Typical B-mode and M-mode images of a zebrafish heart acquired by the 70-MHz ultrasound imaging system are displayed in Figure 3A,B, respectively. The B-mode image shows the major cardiac anatomy of a normal zebrafish heart, including the ventricle, atrium, and bulbus arteriosus. The blood flow into and out of the ventricle are clearly evident in the image. Blood drains into the triangular single-chambered atrium from the sinus venosus and is then pumped by the single-chambered ventricle through the bulboventricular foramen into the pear-shaped bulbus arteriosus, which is situated between the ventricle and the ventral aorta. Figure 4 shows examples of quantitative measurements of blood flow velocity and myocardium motion velocity during the cardiac cycle of a normal zebrafish heart. This figure combines information on the blood flow pattern in the ventricle and the tissue motion pattern in the atrioventricular valve annulus to show the relationship between these phenomena in the zebrafish heart. Understanding this relationship facilitates evaluation of cardiac functions during different heart regeneration phases.

Figure 3 Typical B-mode (A) and M-mode (B) images of a normal zebrafish heart and its corresponding cardiac anatomical positions, obtained using a high-frequency ultrasound imaging system. The yellow dots in the images represent corresponding measurement positions in the heart.
Figure 4 Blood flow velocity (top) and tissue motion velocity (below) waveforms for a normal zebrafish heart. E, early diastolic inflow; A, late diastolic inflow; S, ventricular systolic outflow; Em, early diastolic myocardial motion; Am, late diastolic myocardial motion; Sm, systolic myocardial motion.

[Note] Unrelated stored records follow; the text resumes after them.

//! Cloud-backed entity capability.
//!
//! Entity records that mirror a live cloud object implement [`CloudBacked`]
//! independently; there is no driver inheritance chain. The owning
//! connection manager supplies the client.

use crate::api::{CloudInstance, CloudSubnet, CloudVpc};
use crate::connection::ConnectionManager;
use crate::error::{AwsError, Result};
use async_trait::async_trait;
use muster_inventory::{InstanceRecord, SubnetRecord, VpcRecord};

/// A live cloud object fetched for one entity.
#[derive(Debug, Clone)]
pub enum LiveResource {
    Instance(CloudInstance),
    Vpc(CloudVpc),
    Subnet(CloudSubnet),
}

/// Capability of fetching the live cloud object behind a record.
#[async_trait]
pub trait CloudBacked {
    async fn fetch_live(&self, conn: &ConnectionManager) -> Result<LiveResource>;

    async fn current_state(&self, conn: &ConnectionManager) -> Result<String>;
}

#[async_trait]
impl CloudBacked for InstanceRecord {
    async fn fetch_live(&self, conn: &ConnectionManager) -> Result<LiveResource> {
        let instance_id = self
            .instance_id
            .as_deref()
            .ok_or_else(|| AwsError::NoInstance("<unbound instance>".to_string()))?;
        let region = conn.region_of(self);
        conn.api()
            .get_instance(&region, instance_id)
            .await?
            .map(LiveResource::Instance)
            .ok_or_else(|| AwsError::StaleResource(instance_id.to_string()))
    }

    async fn current_state(&self, conn: &ConnectionManager) -> Result<String> {
        match self.fetch_live(conn).await? {
            LiveResource::Instance(inst) => Ok(inst.state),
            _ => unreachable!("instance record fetched a non-instance"),
        }
    }
}

#[async_trait]
impl CloudBacked for VpcRecord {
    async fn fetch_live(&self, conn: &ConnectionManager) -> Result<LiveResource> {
        let region = self
            .region
            .clone()
            .unwrap_or_else(|| conn.default_region().to_string());
        conn.api()
            .get_vpc(&region, &self.vpc_id)
            .await?
            .map(LiveResource::Vpc)
            .ok_or_else(|| AwsError::StaleResource(self.vpc_id.clone()))
    }

    async fn current_state(&self, conn: &ConnectionManager) -> Result<String> {
        match self.fetch_live(conn).await? {
            LiveResource::Vpc(vpc) => Ok(vpc.state),
            _ => unreachable!("vpc record fetched a non-vpc"),
        }
    }
}

#[async_trait]
impl CloudBacked for SubnetRecord {
    async fn fetch_live(&self, conn: &ConnectionManager) -> Result<LiveResource> {
        let region = self
            .region
            .clone()
            .unwrap_or_else(|| conn.default_region().to_string());
        conn.api()
            .get_subnet(&region, &self.subnet_id)
            .await?
            .map(LiveResource::Subnet)
            .ok_or_else(|| AwsError::StaleResource(self.subnet_id.clone()))
    }

    async fn current_state(&self, conn: &ConnectionManager) -> Result<String> {
        match self.fetch_live(conn).await? {
            LiveResource::Subnet(subnet) => Ok(subnet.state),
            _ => unreachable!("subnet record fetched a non-subnet"),
        }
    }
}
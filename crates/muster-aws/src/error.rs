//! AWS layer error types

use muster_inventory::InventoryError;
use thiserror::Error;

#[derive(Error, Debug)]
pub enum AwsError {
    #[error("No image specified for {0}")]
    MissingImage(String),

    #[error("No instance type specified for {0}")]
    MissingInstanceType(String),

    #[error("{entity} is already bound to {resource}")]
    AlreadyBound { entity: String, resource: String },

    #[error("{0} has no live instance")]
    NoInstance(String),

    #[error("Security group ids not present in the cloud: {0}")]
    UnknownSecurityGroupIds(String),

    #[error("{0} is not a valid IP address")]
    InvalidIp(String),

    #[error("{0} is not in a managed IP range")]
    UnmanagedIp(String),

    #[error("No reserved IP available in region {0}")]
    NoAvailableIp(String),

    #[error("{0} is not a running instance")]
    NotRunning(String),

    #[error("{0} no longer resolves in the cloud")]
    StaleResource(String),

    #[error("AWS API error: {0}")]
    Api(String),

    #[error("User data template error: {0}")]
    Template(#[from] tera::Error),

    #[error("Inventory error: {0}")]
    Inventory(#[from] InventoryError),
}

pub type Result<T> = std::result::Result<T, AwsError>;
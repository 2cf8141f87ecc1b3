use crate::commands::{connect, AwsKeys};
use colored::Colorize;
use muster_aws::{Bootstrap, BootstrapOptions};
use muster_inventory::{Inventory, ManagerRole};
use std::sync::Arc;

#[derive(clap::Args, Debug)]
pub struct BootstrapArgs {
    /// VPC connection manager entity
    #[arg(short = 'V', long, default_value = "vpcconnman")]
    pub vpc_manager: String,
    /// EC2 connection manager entity
    #[arg(short = 'c', long, default_value = "ec2connman")]
    pub conn_manager: String,
    /// Insert imported regions into this pool
    #[arg(short = 'p', long = "add-to-pool")]
    pub pool: Option<String>,
    /// Skip the instance import pass
    #[arg(long)]
    pub no_import: bool,
}

pub async fn handle(
    args: &BootstrapArgs,
    keys: &AwsKeys,
    inventory: &mut Inventory,
) -> anyhow::Result<()> {
    let ec2 = connect(inventory, &args.conn_manager, ManagerRole::Ec2, keys)?;
    let vpc = connect(inventory, &args.vpc_manager, ManagerRole::Vpc, keys)?;

    println!("importing account into the inventory...");
    let bootstrap = Bootstrap::new(Arc::new(ec2), Arc::new(vpc));
    let report = bootstrap
        .run(
            inventory,
            &BootstrapOptions {
                pool: args.pool.clone(),
                import_instances: !args.no_import,
            },
        )
        .await?;

    println!();
    println!("{} import finished", "✓".green());
    println!("  regions:         {}", report.regions);
    println!("  vpcs:            {}", report.vpcs);
    println!("  subnets:         {}", report.subnets);
    println!("  zones:           {}", report.zones);
    println!("  security groups: {}", report.security_groups);
    println!("  instances:       {}", report.instances);
    println!("  {} new entities", report.total().to_string().cyan());
    Ok(())
}
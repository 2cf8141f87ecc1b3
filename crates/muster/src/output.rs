use clap::ValueEnum;

#[derive(Debug, Clone, Copy, PartialEq, Eq, ValueEnum)]
pub enum Format {
    Pprint,
    Yaml,
    Json,
}

impl std::fmt::Display for Format {
    fn fmt(&self, f: &mut std::fmt::Formatter<'_>) -> std::fmt::Result {
        match self {
            Format::Pprint => write!(f, "pprint"),
            Format::Yaml => write!(f, "yaml"),
            Format::Json => write!(f, "json"),
        }
    }
}

/// Render a serializable value in the requested format.
pub fn render<T: serde::Serialize>(value: &T, format: Format) -> anyhow::Result<String> {
    let value = serde_json::to_value(value)?;
    Ok(match format {
        Format::Pprint => format!("{:#?}", value),
        Format::Yaml => serde_yaml::to_string(&value)?,
        Format::Json => serde_json::to_string_pretty(&value)?,
    })
}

Figure 5 presents typical strain and strain rate images of an adult zebrafish heart and provides examples of quantitative measurement of myocardial deformation during the cardiac cycle. Several parameters used to characterize myocardium deformation are clearly displayed: isovolumetric contraction time (IVCT), isovolumetric relaxation time (IVRT), peak velocity of systolic myocardial motion (PSm), peak velocity of early diastolic myocardial motion (PEm), peak velocity of late diastolic myocardial motion (PAm), peak strain rate of systolic myocardial motion (PSsr), peak strain rate of early diastolic myocardial motion (PEsr), peak strain rate of late diastolic myocardial motion (PAsr), peak systolic strain during the entire heart cycle (εmax), and strain during ejection time (εej). PSsr, PEsr, and PAsr did not fluctuate during the various heart regeneration phases, whereas εmax and the strain εej were significantly decreased at 3 days after the myocardium amputation (−14.7% and −7.1%, respectively). However, these parameters had returned to the baseline values for a normal heart at 14 days after surgery. The quantitative data of these parameters are listed in Table 1. Figure 6A,B respectively show B-mode images of an adult zebrafish heart with the epidermis completely removed prior to and at 1-day postamputation. Since the epidermis was removed, the fish heart was exposed directly for ultrasound imaging. There are no surrounding tissues around the heart compared to Figure 3 (without epidermis removed).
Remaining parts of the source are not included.